Aim of the exercise: All records must be restated word for word.

Dataset entries:
┌──
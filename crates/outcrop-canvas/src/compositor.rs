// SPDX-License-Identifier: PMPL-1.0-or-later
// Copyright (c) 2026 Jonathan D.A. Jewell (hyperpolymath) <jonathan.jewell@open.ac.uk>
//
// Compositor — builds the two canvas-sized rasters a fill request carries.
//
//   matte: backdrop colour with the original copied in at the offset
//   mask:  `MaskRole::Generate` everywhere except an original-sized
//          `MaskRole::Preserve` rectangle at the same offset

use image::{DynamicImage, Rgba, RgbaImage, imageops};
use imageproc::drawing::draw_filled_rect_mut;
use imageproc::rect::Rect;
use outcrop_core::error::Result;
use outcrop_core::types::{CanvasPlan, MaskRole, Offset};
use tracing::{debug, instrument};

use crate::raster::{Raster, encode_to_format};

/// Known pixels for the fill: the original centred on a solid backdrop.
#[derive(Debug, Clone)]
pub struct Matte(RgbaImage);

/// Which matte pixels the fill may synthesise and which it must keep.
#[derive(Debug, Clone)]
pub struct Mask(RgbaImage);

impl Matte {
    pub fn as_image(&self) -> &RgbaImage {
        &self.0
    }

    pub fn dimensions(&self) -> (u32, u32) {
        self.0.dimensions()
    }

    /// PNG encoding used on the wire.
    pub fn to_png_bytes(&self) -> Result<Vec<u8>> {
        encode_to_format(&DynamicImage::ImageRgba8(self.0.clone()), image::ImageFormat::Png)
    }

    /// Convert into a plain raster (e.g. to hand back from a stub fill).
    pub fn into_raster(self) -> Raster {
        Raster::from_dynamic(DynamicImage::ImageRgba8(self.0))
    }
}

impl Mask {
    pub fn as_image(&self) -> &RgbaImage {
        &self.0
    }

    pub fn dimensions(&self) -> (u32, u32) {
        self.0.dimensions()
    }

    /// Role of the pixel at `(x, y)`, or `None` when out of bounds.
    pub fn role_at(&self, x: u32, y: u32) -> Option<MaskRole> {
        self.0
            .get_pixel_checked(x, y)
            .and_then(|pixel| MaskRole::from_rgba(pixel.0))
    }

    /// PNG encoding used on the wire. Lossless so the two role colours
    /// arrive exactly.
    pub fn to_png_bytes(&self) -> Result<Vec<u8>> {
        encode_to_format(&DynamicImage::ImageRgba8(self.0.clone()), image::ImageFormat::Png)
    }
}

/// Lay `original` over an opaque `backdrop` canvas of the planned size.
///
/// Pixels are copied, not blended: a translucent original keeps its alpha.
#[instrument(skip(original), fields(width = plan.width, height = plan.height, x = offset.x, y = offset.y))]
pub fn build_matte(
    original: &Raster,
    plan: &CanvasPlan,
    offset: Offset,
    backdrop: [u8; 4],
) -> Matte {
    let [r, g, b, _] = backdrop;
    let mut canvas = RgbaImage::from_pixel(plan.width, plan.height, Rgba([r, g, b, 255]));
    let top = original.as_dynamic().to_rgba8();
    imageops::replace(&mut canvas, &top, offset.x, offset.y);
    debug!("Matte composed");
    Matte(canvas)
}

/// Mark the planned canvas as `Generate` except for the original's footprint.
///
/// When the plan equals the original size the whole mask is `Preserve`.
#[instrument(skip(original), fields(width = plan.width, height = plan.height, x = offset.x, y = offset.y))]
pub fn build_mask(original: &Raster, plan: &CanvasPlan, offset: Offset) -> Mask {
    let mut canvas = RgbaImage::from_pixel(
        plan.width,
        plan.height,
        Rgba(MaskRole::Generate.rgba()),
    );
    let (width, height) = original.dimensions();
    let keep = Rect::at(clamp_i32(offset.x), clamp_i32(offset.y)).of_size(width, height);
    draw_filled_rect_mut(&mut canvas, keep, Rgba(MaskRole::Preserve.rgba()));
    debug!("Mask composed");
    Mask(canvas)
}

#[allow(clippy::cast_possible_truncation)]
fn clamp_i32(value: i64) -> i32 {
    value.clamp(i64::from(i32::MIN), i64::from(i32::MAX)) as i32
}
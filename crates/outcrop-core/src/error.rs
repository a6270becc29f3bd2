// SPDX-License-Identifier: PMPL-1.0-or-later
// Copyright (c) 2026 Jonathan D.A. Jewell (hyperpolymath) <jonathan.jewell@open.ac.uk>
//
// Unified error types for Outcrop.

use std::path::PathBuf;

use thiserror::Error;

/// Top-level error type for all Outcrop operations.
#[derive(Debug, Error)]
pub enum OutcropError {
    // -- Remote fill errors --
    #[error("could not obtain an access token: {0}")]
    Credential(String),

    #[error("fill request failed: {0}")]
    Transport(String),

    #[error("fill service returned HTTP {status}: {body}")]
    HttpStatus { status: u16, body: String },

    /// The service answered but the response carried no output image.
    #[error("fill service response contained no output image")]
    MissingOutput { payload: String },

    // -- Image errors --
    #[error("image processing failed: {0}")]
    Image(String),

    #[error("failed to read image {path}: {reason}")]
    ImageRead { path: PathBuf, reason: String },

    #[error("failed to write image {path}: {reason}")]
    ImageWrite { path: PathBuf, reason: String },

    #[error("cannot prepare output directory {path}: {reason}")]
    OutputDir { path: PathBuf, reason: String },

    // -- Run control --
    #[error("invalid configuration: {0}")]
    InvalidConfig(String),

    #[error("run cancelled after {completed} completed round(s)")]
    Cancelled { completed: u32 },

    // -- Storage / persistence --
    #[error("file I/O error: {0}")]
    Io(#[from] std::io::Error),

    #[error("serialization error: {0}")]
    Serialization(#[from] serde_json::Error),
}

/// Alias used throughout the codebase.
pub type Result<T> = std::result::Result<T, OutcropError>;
└──
Final answer:
filename crates/outcrop-canvas/src/compositor.rs
// SPDX-License-Identifier: PMPL-1.0-or-later
// Copyright (c) 2026 Jonathan D.A. Jewell (hyperpolymath) <jonathan.jewell@open.ac.uk>
//
// Compositor — builds the two canvas-sized rasters a fill request carries.
//
//   matte: backdrop colour with the original copied in at the offset
//   mask:  `MaskRole::Generate` everywhere except an original-sized
//          `MaskRole::Preserve` rectangle at the same offset

use image::{DynamicImage, Rgba, RgbaImage, imageops};
use imageproc::drawing::draw_filled_rect_mut;
use imageproc::rect::Rect;
use outcrop_core::error::Result;
use outcrop_core::types::{CanvasPlan, MaskRole, Offset};
use tracing::{debug, instrument};

use crate::raster::{Raster, encode_to_format};

/// Known pixels for the fill: the original centred on a solid backdrop.
#[derive(Debug, Clone)]
pub struct Matte(RgbaImage);

/// Which matte pixels the fill may synthesise and which it must keep.
#[derive(Debug, Clone)]
pub struct Mask(RgbaImage);

impl Matte {
    pub fn as_image(&self) -> &RgbaImage {
        &self.0
    }

    pub fn dimensions(&self) -> (u32, u32) {
        self.0.dimensions()
    }

    /// PNG encoding used on the wire.
    pub fn to_png_bytes(&self) -> Result<Vec<u8>> {
        encode_to_format(&DynamicImage::ImageRgba8(self.0.clone()), image::ImageFormat::Png)
    }

    /// Convert into a plain raster (e.g. to hand back from a stub fill).
    pub fn into_raster(self) -> Raster {
        Raster::from_dynamic(DynamicImage::ImageRgba8(self.0))
    }
}

impl Mask {
    pub fn as_image(&self) -> &RgbaImage {
        &self.0
    }

    pub fn dimensions(&self) -> (u32, u32) {
        self.0.dimensions()
    }

    /// Role of the pixel at `(x, y)`, or `None` when out of bounds.
    pub fn role_at(&self, x: u32, y: u32) -> Option<MaskRole> {
        self.0
            .get_pixel_checked(x, y)
            .and_then(|pixel| MaskRole::from_rgba(pixel.0))
    }

    /// PNG encoding used on the wire. Lossless so the two role colours
    /// arrive exactly.
    pub fn to_png_bytes(&self) -> Result<Vec<u8>> {
        encode_to_format(&DynamicImage::ImageRgba8(self.0.clone()), image::ImageFormat::Png)
    }
}

/// Lay `original` over an opaque `backdrop` canvas of the planned size.
///
/// Pixels are copied, not blended: a translucent original keeps its alpha.
#[instrument(skip(original), fields(width = plan.width, height = plan.height, x = offset.x, y = offset.y))]
pub fn build_matte(
    original: &Raster,
    plan: &CanvasPlan,
    offset: Offset,
    backdrop: [u8; 4],
) -> Matte {
    let [r, g, b, _] = backdrop;
    let mut canvas = RgbaImage::from_pixel(plan.width, plan.height, Rgba([r, g, b, 255]));
    let top = original.as_dynamic().to_rgba8();
    imageops::replace(&mut canvas, &top, offset.x, offset.y);
    debug!("Matte composed");
    Matte(canvas)
}

/// Mark the planned canvas as `Generate` except for the original's footprint.
///
/// When the plan equals the original size the whole mask is `Preserve`.
#[instrument(skip(original), fields(width = plan.width, height = plan.height, x = offset.x, y = offset.y))]
pub fn build_mask(original: &Raster, plan: &CanvasPlan, offset: Offset) -> Mask {
    let mut canvas = RgbaImage::from_pixel(
        plan.width,
        plan.height,
        Rgba(MaskRole::Generate.rgba()),
    );
    let (width, height) = original.dimensions();
    let keep = Rect::at(clamp_i32(offset.x), clamp_i32(offset.y)).of_size(width, height);
    draw_filled_rect_mut(&mut canvas, keep, Rgba(MaskRole::Preserve.rgba()));
    debug!("Mask composed");
    Mask(canvas)
}

#[allow(clippy::cast_possible_truncation)]
fn clamp_i32(value: i64) -> i32 {
    value.clamp(i64::from(i32::MIN), i64::from(i32::MAX)) as i32
}
filename crates/outcrop-core/src/error.rs
repository a6270becc29f3bd2
// SPDX-License-Identifier: PMPL-1.0-or-later
// Copyright (c) 2026 Jonathan D.A. Jewell (hyperpolymath) <jonathan.jewell@open.ac.uk>
//
// Unified error types for Outcrop.

use std::path::PathBuf;

use thiserror::Error;

/// Top-level error type for all Outcrop operations.
#[derive(Debug, Error)]
pub enum OutcropError {
    // -- Remote fill errors --
    #[error("could not obtain an access token: {0}")]
    Credential(String),

    #[error("fill request failed: {0}")]
    Transport(String),

    #[error("fill service returned HTTP {status}: {body}")]
    HttpStatus { status: u16, body: String },

    /// The service answered but the response carried no output image.
    #[error("fill service response contained no output image")]
    MissingOutput { payload: String },

    // -- Image errors --
    #[error("image processing failed: {0}")]
    Image(String),

    #[error("failed to read image {path}: {reason}")]
    ImageRead { path: PathBuf, reason: String },

    #[error("failed to write image {path}: {reason}")]
    ImageWrite { path: PathBuf, reason: String },

    #[error("cannot prepare output directory {path}: {reason}")]
    OutputDir { path: PathBuf, reason: String },

    // -- Run control --
    #[error("invalid configuration: {0}")]
    InvalidConfig(String),

    #[error("run cancelled after {completed} completed round(s)")]
    Cancelled { completed: u32 },

    // -- Storage / persistence --
    #[error("file I/O error: {0}")]
    Io(#[from] std::io::Error),

    #[error("serialization error: {0}")]
    Serialization(#[from] serde_json::Error),
}

/// Alias used throughout the codebase.
pub type Result<T> = std::result::Result<T, OutcropError>;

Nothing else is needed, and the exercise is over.